The line containing "object is recorded." marks the end: quote every line from the start of the records below through it, word for word.

**STUDY MATERIAL**:
################
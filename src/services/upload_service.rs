//! Upload orchestration.
//!
//! Whole-file uploads go straight from NEW to COMMITTED. Chunked uploads
//! stage one block per request and become COMMITTED on an explicit commit:
//!
//! ```text
//! NEW --stage--> STAGING --stage--> STAGING --commit--> COMMITTED
//! ```
//!
//! Private variants resolve the access token before any blob is touched,
//! and the object record is written only after the blob operation succeeds.
//! Bodies are streamed into the blob store; only the first piece is looked
//! at, for content sniffing.

use bytes::Bytes;
use chrono::Utc;
use futures::StreamExt;
use std::{
    io::{self, ErrorKind},
    sync::Arc,
};
use tracing::{debug, error, info, warn};

use crate::{
    models::{
        object::StorageObject,
        payload::{
            ByteStream, CommitChunkRequest, CommitChunkResponse, UploadChunkRequest,
            UploadChunkResponse, UploadRequest, UploadResponse,
        },
    },
    services::{
        blob_gateway::{BlobError, BlobGateway},
        error::{ServiceError, ServiceResult},
        naming::{
            BlobPath, DEFAULT_MIME_TYPE, block_id, chunk_progress, commit_order, display_name,
            download_url, file_ext, new_object_id, new_token, sniff_mime,
        },
        progress::ProgressPublisher,
        repository::{FindObjectBy, ObjectRepository},
        secret_service::SecretService,
    },
};

/// Highest percentage reported while bytes are still arriving. 100 is
/// published once the object is recorded.
const STREAMING_PROGRESS_CAP: f64 = 99.0;

#[derive(Clone)]
pub struct UploadService {
    objects: Arc<dyn ObjectRepository>,
    blobs: Arc<dyn BlobGateway>,
    secrets: SecretService,
    progress: Arc<dyn ProgressPublisher>,
    public_url: String,
    upload_max_mb: u64,
}

impl UploadService {
    pub fn new(
        objects: Arc<dyn ObjectRepository>,
        blobs: Arc<dyn BlobGateway>,
        secrets: SecretService,
        progress: Arc<dyn ProgressPublisher>,
        public_url: impl Into<String>,
        upload_max_mb: u64,
    ) -> Self {
        Self {
            objects,
            blobs,
            secrets,
            progress,
            public_url: public_url.into(),
            upload_max_mb,
        }
    }

    pub async fn upload(
        &self,
        user_id: i64,
        req: UploadRequest<'_>,
    ) -> ServiceResult<UploadResponse> {
        self.upload_into(user_id, "", req).await
    }

    pub async fn upload_with_secret(
        &self,
        user_id: i64,
        access_token: &str,
        req: UploadRequest<'_>,
    ) -> ServiceResult<UploadResponse> {
        let secret = self.secrets.verify_access_token(access_token).await?;
        self.upload_into(user_id, &secret.uuid, req).await
    }

    pub async fn upload_chunk(
        &self,
        user_id: i64,
        req: UploadChunkRequest<'_>,
    ) -> ServiceResult<UploadChunkResponse> {
        self.stage_into(user_id, "", req).await
    }

    pub async fn upload_chunk_with_secret(
        &self,
        user_id: i64,
        access_token: &str,
        req: UploadChunkRequest<'_>,
    ) -> ServiceResult<UploadChunkResponse> {
        let secret = self.secrets.verify_access_token(access_token).await?;
        self.stage_into(user_id, &secret.uuid, req).await
    }

    pub async fn commit_chunk(
        &self,
        user_id: i64,
        req: CommitChunkRequest,
    ) -> ServiceResult<CommitChunkResponse> {
        self.commit_into(user_id, "", req).await
    }

    pub async fn commit_chunk_with_secret(
        &self,
        user_id: i64,
        access_token: &str,
        req: CommitChunkRequest,
    ) -> ServiceResult<CommitChunkResponse> {
        let secret = self.secrets.verify_access_token(access_token).await?;
        self.commit_into(user_id, &secret.uuid, req).await
    }

    async fn upload_into(
        &self,
        user_id: i64,
        secret_id: &str,
        req: UploadRequest<'_>,
    ) -> ServiceResult<UploadResponse> {
        let body = limited(req.body, self.upload_max_bytes());
        let Some((head, body)) = peek(body).await.map_err(|err| self.body_failure(err))? else {
            return Err(ServiceError::invalid("file is empty"));
        };

        let mime_type = sniff_mime(&head);
        let ext = file_ext(&req.original_name);
        let id = new_object_id();
        let token = new_token();
        let path = BlobPath::new(secret_id, &token, &ext);

        let session_id = req.session_id.unwrap_or_default();
        let total = req.total_bytes.filter(|total| *total > 0);
        let progress = self.progress.clone();
        let streaming_session = session_id.clone();
        let on_progress = move |written: u64| {
            if let Some(total) = total {
                let pct = written as f64 / total as f64 * 100.0;
                progress.publish(&streaming_session, pct.min(STREAMING_PROGRESS_CAP));
            }
        };

        let size_bytes = self
            .blobs
            .upload_stream(&path, body, &on_progress)
            .await
            .inspect_err(|err| error!(blob = %path, "blob upload failed: {}", err))
            .map_err(|err| self.blob_failure(err))?;

        let object = StorageObject {
            download_url: download_url(&self.public_url, &id, &token),
            file_name: display_name(req.file_name.as_deref(), &req.original_name),
            id,
            token,
            ext,
            mime_type,
            file_size: size_bytes as i64,
            secret_id: secret_id.to_string(),
            download_password: String::new(),
            pending_block_ids: Vec::new(),
            total_committed_blocks: 0,
            created_by: user_id,
            created_at: Utc::now(),
        };
        self.objects.insert(&object).await?;
        self.progress.publish(&session_id, 100.0);

        info!(
            file_id = %object.id,
            private = object.is_private(),
            size_bytes,
            "file uploaded"
        );
        Ok(upload_response(&object))
    }

    async fn stage_into(
        &self,
        user_id: i64,
        secret_id: &str,
        req: UploadChunkRequest<'_>,
    ) -> ServiceResult<UploadChunkResponse> {
        if req.chunk_index < 0 {
            return Err(ServiceError::invalid("chunk index must not be negative"));
        }
        if req.total_chunks <= 0 {
            return Err(ServiceError::invalid("total chunks must be positive"));
        }
        if req.chunk_index >= req.total_chunks {
            return Err(ServiceError::invalid("chunk index is out of range"));
        }
        let body = limited(req.body, self.upload_max_bytes());
        let Some((head, body)) = peek(body).await.map_err(|err| self.body_failure(err))? else {
            return Err(ServiceError::invalid("chunk is empty"));
        };

        let chunk_id = block_id(req.chunk_index);
        let existing = req
            .file_id
            .as_deref()
            .map(str::trim)
            .filter(|id| !id.is_empty());

        let file_id = match existing {
            Some(file_id) => {
                let object = self.owned_object(user_id, secret_id, file_id).await?;
                if object.is_committed() {
                    return Err(ServiceError::invalid("file is already committed"));
                }
                let path = BlobPath::for_object(&object);
                self.blobs
                    .stage_block(&path, &chunk_id, body)
                    .await
                    .inspect_err(|err| error!(blob = %path, "block staging failed: {}", err))
                    .map_err(|err| self.blob_failure(err))?;
                if !self
                    .objects
                    .append_pending_block(&object.id, &chunk_id)
                    .await?
                {
                    return Err(ServiceError::not_found("file not found"));
                }
                object.id
            }
            None => {
                let mime_type = if req.chunk_index == 0 {
                    sniff_mime(&head)
                } else {
                    DEFAULT_MIME_TYPE.to_string()
                };
                let ext = file_ext(&req.original_name);
                let id = new_object_id();
                let token = new_token();
                let path = BlobPath::new(secret_id, &token, &ext);
                self.blobs
                    .stage_block(&path, &chunk_id, body)
                    .await
                    .inspect_err(|err| error!(blob = %path, "block staging failed: {}", err))
                    .map_err(|err| self.blob_failure(err))?;

                let object = StorageObject {
                    download_url: download_url(&self.public_url, &id, &token),
                    file_name: display_name(req.file_name.as_deref(), &req.original_name),
                    id,
                    token,
                    ext,
                    mime_type,
                    file_size: 0,
                    secret_id: secret_id.to_string(),
                    download_password: String::new(),
                    pending_block_ids: vec![chunk_id.clone()],
                    total_committed_blocks: 0,
                    created_by: user_id,
                    created_at: Utc::now(),
                };
                self.objects.insert(&object).await?;
                info!(file_id = %object.id, private = object.is_private(), "chunked upload started");
                object.id
            }
        };

        if let Some(session_id) = req.session_id.as_deref() {
            self.progress.publish(
                session_id,
                chunk_progress(req.chunk_index, req.total_chunks),
            );
        }
        debug!(file_id = %file_id, chunk_index = req.chunk_index, "chunk staged");

        Ok(UploadChunkResponse { chunk_id, file_id })
    }

    async fn commit_into(
        &self,
        user_id: i64,
        secret_id: &str,
        req: CommitChunkRequest,
    ) -> ServiceResult<CommitChunkResponse> {
        let file_id = req.file_id.trim();
        if file_id.is_empty() {
            return Err(ServiceError::invalid("file id is required"));
        }

        let mut object = self.owned_object(user_id, secret_id, file_id).await?;
        if object.pending_block_ids.is_empty() {
            return Err(ServiceError::invalid("no staged blocks"));
        }

        let ordered = commit_order(&object.pending_block_ids);
        let path = BlobPath::for_object(&object);
        self.blobs
            .commit_block_list(&path, &ordered)
            .await
            .inspect_err(|err| error!(blob = %path, "block list commit failed: {}", err))?;
        let committed = self.blobs.committed_size(&path).await?;

        let file_size = committed.size_bytes as i64;
        let block_count = committed.block_count as i64;
        // Staged blocks are kept until the row agrees, so a commit that loses
        // to a concurrent stage can simply be retried.
        if !self
            .objects
            .commit_blocks(&object.id, &object.pending_block_ids, file_size, block_count)
            .await?
        {
            return Err(ServiceError::invalid("staged blocks changed during commit"));
        }
        if let Err(err) = self.blobs.discard_staged(&path).await {
            warn!(blob = %path, "could not discard staged blocks: {}", err);
        }
        object.pending_block_ids.clear();
        object.file_size = file_size;
        object.total_committed_blocks = block_count;

        if let Some(session_id) = req.session_id.as_deref() {
            self.progress.publish(session_id, 100.0);
        }
        info!(
            file_id = %object.id,
            blocks = block_count,
            size_bytes = file_size,
            "chunked upload committed"
        );
        Ok(upload_response(&object))
    }

    /// Load an object the caller may keep writing to: same namespace, same
    /// owner.
    async fn owned_object(
        &self,
        user_id: i64,
        secret_id: &str,
        file_id: &str,
    ) -> ServiceResult<StorageObject> {
        let object = self
            .objects
            .find(&FindObjectBy::id(file_id))
            .await?
            .ok_or_else(|| ServiceError::not_found("file not found"))?;
        if object.secret_id != secret_id || object.created_by != user_id {
            return Err(ServiceError::denied());
        }
        Ok(object)
    }

    fn upload_max_bytes(&self) -> u64 {
        self.upload_max_mb.saturating_mul(1 << 20)
    }

    /// A body over the ceiling reports the configured maximum.
    fn blob_failure(&self, err: BlobError) -> ServiceError {
        match err {
            BlobError::Body(io) if io.kind() == ErrorKind::FileTooLarge => {
                ServiceError::PayloadTooLarge {
                    max_mb: self.upload_max_mb,
                }
            }
            other => other.into(),
        }
    }

    fn body_failure(&self, err: io::Error) -> ServiceError {
        self.blob_failure(BlobError::Body(err))
    }
}

fn upload_response(object: &StorageObject) -> UploadResponse {
    UploadResponse {
        url: object.download_url.clone(),
        file_id: object.id.clone(),
        token: object.token.clone(),
        ext: object.ext.clone(),
        file_name: object.file_name.clone(),
        file_size: object.file_size,
    }
}

/// Fail the stream with `FileTooLarge` once more than `max_bytes` arrived.
fn limited(body: ByteStream<'_>, max_bytes: u64) -> ByteStream<'_> {
    let mut seen: u64 = 0;
    body.map(move |piece| {
        let piece = piece?;
        seen += piece.len() as u64;
        if seen > max_bytes {
            return Err(io::Error::new(
                ErrorKind::FileTooLarge,
                "upload exceeds the size limit",
            ));
        }
        Ok(piece)
    })
    .boxed()
}

/// First non-empty piece of `body`, plus the body with that piece put back.
/// `None` for an empty body.
async fn peek(mut body: ByteStream<'_>) -> io::Result<Option<(Bytes, ByteStream<'_>)>> {
    while let Some(piece) = body.next().await {
        let piece = piece?;
        if piece.is_empty() {
            continue;
        }
        let head = piece.clone();
        let rest = futures::stream::once(async move { Ok(piece) })
            .chain(body)
            .boxed();
        return Ok(Some((head, rest)));
    }
    Ok(None)
}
################
**SOLUTION TO THE EXERCISE**:
filename src/services/upload_service.rs
//! Upload orchestration.
//!
//! Whole-file uploads go straight from NEW to COMMITTED. Chunked uploads
//! stage one block per request and become COMMITTED on an explicit commit:
//!
//! ```text
//! NEW --stage--> STAGING --stage--> STAGING --commit--> COMMITTED
//! ```
//!
//! Private variants resolve the access token before any blob is touched,
//! and the object record is written only after the blob operation succeeds.
//! Bodies are streamed into the blob store; only the first piece is looked
//! at, for content sniffing.

use bytes::Bytes;
use chrono::Utc;
use futures::StreamExt;
use std::{
    io::{self, ErrorKind},
    sync::Arc,
};
use tracing::{debug, error, info, warn};

use crate::{
    models::{
        object::StorageObject,
        payload::{
            ByteStream, CommitChunkRequest, CommitChunkResponse, UploadChunkRequest,
            UploadChunkResponse, UploadRequest, UploadResponse,
        },
    },
    services::{
        blob_gateway::{BlobError, BlobGateway},
        error::{ServiceError, ServiceResult},
        naming::{
            BlobPath, DEFAULT_MIME_TYPE, block_id, chunk_progress, commit_order, display_name,
            download_url, file_ext, new_object_id, new_token, sniff_mime,
        },
        progress::ProgressPublisher,
        repository::{FindObjectBy, ObjectRepository},
        secret_service::SecretService,
    },
};

/// Highest percentage reported while bytes are still arriving. 100 is
/// published once the object is recorded.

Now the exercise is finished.